Família de Aluguel

 

Família de Aluguel é um filme que aposta deliberadamente na gentileza e, por vezes, paga o preço dessa escolha. A fábula dirigida por Hikari propõe uma reflexão sensível sobre pertencimento e afetos construídos, mas se deixa conduzir por um sentimentalismo que, embora funcione, por momentos transborda. A questão que se impõe não é se o filme emociona, porque emociona com facilidade, e sim se essa emoção nasce da sutileza prometida por sua premissa ou se se apoia em excessos que suavizam demais o impacto do que está sendo contado.

A história se desenrola no Japão contemporâneo, onde uma empresa inusitada oferece intérpretes para ocupar ausências afetivas, especialmente dentro do espaço familiar. É nesse cenário que surge Philip, um americano expatriado cuja trajetória profissional se resume a um comercial de pasta de dente tão constrangedor quanto revelador. Brendan Fraser imprime ao personagem um carisma vacilante, perfeitamente ajustado à sua condição de estrangeiro permanente, alguém sempre um pouco fora de lugar. Nos momentos iniciais, o filme explora com inteligência o potencial curioso dessa premissa, equilibrando humor discreto e observação social, antes de deslizar gradualmente para um envolvimento emocional cada vez mais denso.

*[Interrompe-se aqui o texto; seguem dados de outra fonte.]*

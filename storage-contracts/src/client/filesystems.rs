// SPDX-License-Identifier: GPL-3.0-only

use storage_types::{FileSystem, Flags, Pool, Snapshot};

use super::connection::{Connection, Params};
use super::job::Submission;
use super::{Result, validate};
use crate::protocol::{Value, WireEntity, optional_string_list_to_value};

impl Connection {
    pub async fn fs_list(&mut self, flags: Flags) -> Result<Vec<FileSystem>> {
        self.gate(|| validate::flags(flags))?;
        self.call_list("fs", Params::new(flags)).await
    }

    pub async fn fs_create(
        &mut self,
        pool: &Pool,
        name: &str,
        size_bytes: u64,
        flags: Flags,
    ) -> Result<Submission<FileSystem>> {
        self.gate(|| {
            validate::handle(pool)?;
            validate::non_empty("file system name", name)?;
            validate::non_zero("file system size", size_bytes)?;
            validate::flags(flags)
        })?;

        let params = Params::new(flags)
            .with("pool", pool.to_value())
            .with("name", name)
            .with("size_bytes", size_bytes);
        self.submit("fs_create", params).await
    }

    pub async fn fs_delete(&mut self, fs: &FileSystem, flags: Flags) -> Result<Submission<()>> {
        self.gate(|| {
            validate::handle(fs)?;
            validate::flags(flags)
        })?;

        let params = Params::new(flags).with("fs", fs.to_value());
        self.submit_job("fs_delete", params).await
    }

    pub async fn fs_resize(
        &mut self,
        fs: &FileSystem,
        new_size_bytes: u64,
        flags: Flags,
    ) -> Result<Submission<FileSystem>> {
        self.gate(|| {
            validate::handle(fs)?;
            validate::non_zero("new size", new_size_bytes)?;
            validate::flags(flags)
        })?;

        let params = Params::new(flags)
            .with("fs", fs.to_value())
            .with("new_size_bytes", new_size_bytes);
        self.submit("fs_resize", params).await
    }

    /// Clone a file system, optionally from one of its snapshots
    pub async fn fs_clone(
        &mut self,
        src_fs: &FileSystem,
        dest_fs_name: &str,
        snapshot: Option<&Snapshot>,
        flags: Flags,
    ) -> Result<Submission<FileSystem>> {
        self.gate(|| {
            validate::handle(src_fs)?;
            validate::optional_handle(snapshot)?;
            validate::non_empty("clone name", dest_fs_name)?;
            validate::flags(flags)
        })?;

        let params = Params::new(flags)
            .with("src_fs", src_fs.to_value())
            .with("dest_fs_name", dest_fs_name)
            .with("snapshot", snapshot.map_or(Value::Null, WireEntity::to_value));
        self.submit("fs_clone", params).await
    }

    /// Clone a single file within a file system
    pub async fn file_clone(
        &mut self,
        fs: &FileSystem,
        src_file_name: &str,
        dest_file_name: &str,
        snapshot: Option<&Snapshot>,
        flags: Flags,
    ) -> Result<Submission<()>> {
        self.gate(|| {
            validate::handle(fs)?;
            validate::optional_handle(snapshot)?;
            validate::non_empty("source file name", src_file_name)?;
            validate::non_empty("destination file name", dest_file_name)?;
            validate::flags(flags)
        })?;

        let params = Params::new(flags)
            .with("fs", fs.to_value())
            .with("src_file_name", src_file_name)
            .with("dest_file_name", dest_file_name)
            .with("snapshot", snapshot.map_or(Value::Null, WireEntity::to_value));
        self.submit_job("file_clone", params).await
    }

    /// Whether snapshots or clones depend on `fs` (or on the listed files)
    pub async fn fs_child_dependency(
        &mut self,
        fs: &FileSystem,
        files: Option<&[String]>,
        flags: Flags,
    ) -> Result<bool> {
        self.gate(|| {
            validate::handle(fs)?;
            validate::flags(flags)
        })?;

        let params = Params::new(flags)
            .with("fs", fs.to_value())
            .with("files", optional_string_list_to_value(files));
        self.call_bool("fs_child_dependency", params).await
    }

    pub async fn fs_child_dependency_rm(
        &mut self,
        fs: &FileSystem,
        files: Option<&[String]>,
        flags: Flags,
    ) -> Result<Submission<()>> {
        self.gate(|| {
            validate::handle(fs)?;
            validate::flags(flags)
        })?;

        let params = Params::new(flags)
            .with("fs", fs.to_value())
            .with("files", optional_string_list_to_value(files));
        self.submit_job("fs_child_dependency_rm", params).await
    }

    pub async fn fs_snapshot_list(&mut self, fs: &FileSystem, flags: Flags) -> Result<Vec<Snapshot>> {
        self.gate(|| {
            validate::handle(fs)?;
            validate::flags(flags)
        })?;

        let params = Params::new(flags).with("fs", fs.to_value());
        self.call_list("fs_snapshots", params).await
    }

    pub async fn fs_snapshot_create(
        &mut self,
        fs: &FileSystem,
        snapshot_name: &str,
        files: Option<&[String]>,
        flags: Flags,
    ) -> Result<Submission<Snapshot>> {
        self.gate(|| {
            validate::handle(fs)?;
            validate::non_empty("snapshot name", snapshot_name)?;
            validate::flags(flags)
        })?;

        let params = Params::new(flags)
            .with("fs", fs.to_value())
            .with("snapshot_name", snapshot_name)
            .with("files", optional_string_list_to_value(files));
        self.submit("fs_snapshot_create", params).await
    }

    pub async fn fs_snapshot_delete(
        &mut self,
        fs: &FileSystem,
        snapshot: &Snapshot,
        flags: Flags,
    ) -> Result<Submission<()>> {
        self.gate(|| {
            validate::handle(fs)?;
            validate::handle(snapshot)?;
            validate::flags(flags)
        })?;

        let params = Params::new(flags)
            .with("fs", fs.to_value())
            .with("snapshot", snapshot.to_value());
        self.submit_job("fs_snapshot_delete", params).await
    }

    /// Roll `fs` (or only `files`) back to `snapshot`. `restore_files`
    /// renames the restored files when given.
    pub async fn fs_snapshot_revert(
        &mut self,
        fs: &FileSystem,
        snapshot: &Snapshot,
        files: Option<&[String]>,
        restore_files: Option<&[String]>,
        all_files: bool,
        flags: Flags,
    ) -> Result<Submission<()>> {
        self.gate(|| {
            validate::handle(fs)?;
            validate::handle(snapshot)?;
            validate::flags(flags)
        })?;

        let params = Params::new(flags)
            .with("fs", fs.to_value())
            .with("snapshot", snapshot.to_value())
            .with("files", optional_string_list_to_value(files))
            .with("restore_files", optional_string_list_to_value(restore_files))
            .with("all_files", all_files);
        self.submit_job("fs_snapshot_revert", params).await
    }
}
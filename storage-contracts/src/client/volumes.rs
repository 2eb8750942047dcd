// SPDX-License-Identifier: GPL-3.0-only

use storage_types::{
    BlockRange, Disk, Flags, Pool, ProvisionType, ReplicationType, System, Volume,
};

use super::connection::{Connection, Params};
use super::job::Submission;
use super::{Result, validate};
use crate::protocol::{Value, WireEntity, entity_list_to_value};

impl Connection {
    pub async fn volume_list(&mut self, flags: Flags) -> Result<Vec<Volume>> {
        self.gate(|| validate::flags(flags))?;
        self.call_list("volumes", Params::new(flags)).await
    }

    pub async fn disk_list(&mut self, flags: Flags) -> Result<Vec<Disk>> {
        self.gate(|| validate::flags(flags))?;
        self.call_list("disks", Params::new(flags)).await
    }

    pub async fn volume_create(
        &mut self,
        pool: &Pool,
        volume_name: &str,
        size_bytes: u64,
        provisioning: ProvisionType,
        flags: Flags,
    ) -> Result<Submission<Volume>> {
        self.gate(|| {
            validate::handle(pool)?;
            validate::non_empty("volume name", volume_name)?;
            validate::non_zero("volume size", size_bytes)?;
            validate::flags(flags)
        })?;

        let params = Params::new(flags)
            .with("pool", pool.to_value())
            .with("volume_name", volume_name)
            .with("size_bytes", size_bytes)
            .with("provisioning", provisioning.code());
        self.submit("volume_create", params).await
    }

    /// Resize a volume. Targets that land on the current block count fail
    /// with `VolumeSameSize` without contacting the plugin.
    pub async fn volume_resize(
        &mut self,
        volume: &Volume,
        new_size_bytes: u64,
        flags: Flags,
    ) -> Result<Submission<Volume>> {
        self.gate(|| {
            validate::handle(volume)?;
            validate::flags(flags)?;
            validate::resize_target(volume, new_size_bytes)
        })?;

        let params = Params::new(flags)
            .with("volume", volume.to_value())
            .with("new_size_bytes", new_size_bytes);
        self.submit("volume_resize", params).await
    }

    /// Replicate `source` into a new volume. `pool` may be omitted to let
    /// the array choose.
    pub async fn volume_replicate(
        &mut self,
        pool: Option<&Pool>,
        rep_type: ReplicationType,
        source: &Volume,
        name: &str,
        flags: Flags,
    ) -> Result<Submission<Volume>> {
        self.gate(|| {
            validate::optional_handle(pool)?;
            validate::handle(source)?;
            validate::non_empty("replica name", name)?;
            validate::flags(flags)
        })?;

        let params = Params::new(flags)
            .with("pool", pool.map_or(Value::Null, WireEntity::to_value))
            .with("rep_type", rep_type.code())
            .with("volume_src", source.to_value())
            .with("name", name);
        self.submit("volume_replicate", params).await
    }

    /// Block size, in bytes, that replicated ranges are expressed in
    pub async fn volume_replicate_range_block_size(
        &mut self,
        system: &System,
        flags: Flags,
    ) -> Result<u32> {
        self.gate(|| {
            validate::flags(flags)?;
            validate::handle(system)
        })?;

        let params = Params::new(flags).with("system", system.to_value());
        let reply = self.call("volume_replicate_range_block_size", params).await?;
        self.decode("volume_replicate_range_block_size", reply.as_u32())
    }

    pub async fn volume_replicate_range(
        &mut self,
        rep_type: ReplicationType,
        source: &Volume,
        dest: &Volume,
        ranges: &[BlockRange],
        flags: Flags,
    ) -> Result<Submission<()>> {
        self.gate(|| {
            validate::handle(source)?;
            validate::handle(dest)?;
            validate::non_empty_list("block ranges", ranges)?;
            validate::flags(flags)
        })?;

        let params = Params::new(flags)
            .with("rep_type", rep_type.code())
            .with("volume_src", source.to_value())
            .with("volume_dest", dest.to_value())
            .with("ranges", entity_list_to_value(ranges));
        self.submit_job("volume_replicate_range", params).await
    }

    pub async fn volume_delete(&mut self, volume: &Volume, flags: Flags) -> Result<Submission<()>> {
        self.gate(|| {
            validate::handle(volume)?;
            validate::flags(flags)
        })?;

        let params = Params::new(flags).with("volume", volume.to_value());
        self.submit_job("volume_delete", params).await
    }

    pub async fn volume_online(&mut self, volume: &Volume, flags: Flags) -> Result<()> {
        self.online_offline("volume_online", volume, flags).await
    }

    pub async fn volume_offline(&mut self, volume: &Volume, flags: Flags) -> Result<()> {
        self.online_offline("volume_offline", volume, flags).await
    }

    async fn online_offline(&mut self, method: &str, volume: &Volume, flags: Flags) -> Result<()> {
        self.gate(|| {
            validate::handle(volume)?;
            validate::flags(flags)
        })?;

        let params = Params::new(flags).with("volume", volume.to_value());
        self.call_unit(method, params).await
    }

    /// Whether other volumes (snapshots, clones) depend on `volume`
    pub async fn volume_child_dependency(&mut self, volume: &Volume, flags: Flags) -> Result<bool> {
        self.gate(|| {
            validate::handle(volume)?;
            validate::flags(flags)
        })?;

        let params = Params::new(flags).with("volume", volume.to_value());
        self.call_bool("volume_child_dependency", params).await
    }

    /// Break the dependencies reported by [`Self::volume_child_dependency`]
    pub async fn volume_child_dependency_rm(
        &mut self,
        volume: &Volume,
        flags: Flags,
    ) -> Result<Submission<()>> {
        self.gate(|| {
            validate::handle(volume)?;
            validate::flags(flags)
        })?;

        let params = Params::new(flags).with("volume", volume.to_value());
        self.submit_job("volume_child_dependency_rm", params).await
    }
}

Philip não se contenta em apenas cumprir os papéis que lhe são atribuídos. Ao assumir a figura paterna de Mia, uma menina mestiça que jamais conheceu o pai biológico, ele permite que a encenação se transforme em vínculo, atravessando silenciosamente a fronteira do contrato. Algo semelhante ocorre em sua relação com Kikuo, um ator veterano às voltas com os primeiros sinais de demência e com o peso de uma culpa antiga que insiste em permanecer. É nesses encontros que o filme alcança seus momentos mais comoventes, mas também expõe sua principal fragilidade. Hikari opta por sublinhar cada emoção, apoiando-se em uma trilha delicada e em uma fotografia de melancolia calculada, como se receasse que o espectador não fosse capaz de sentir por si mesmo.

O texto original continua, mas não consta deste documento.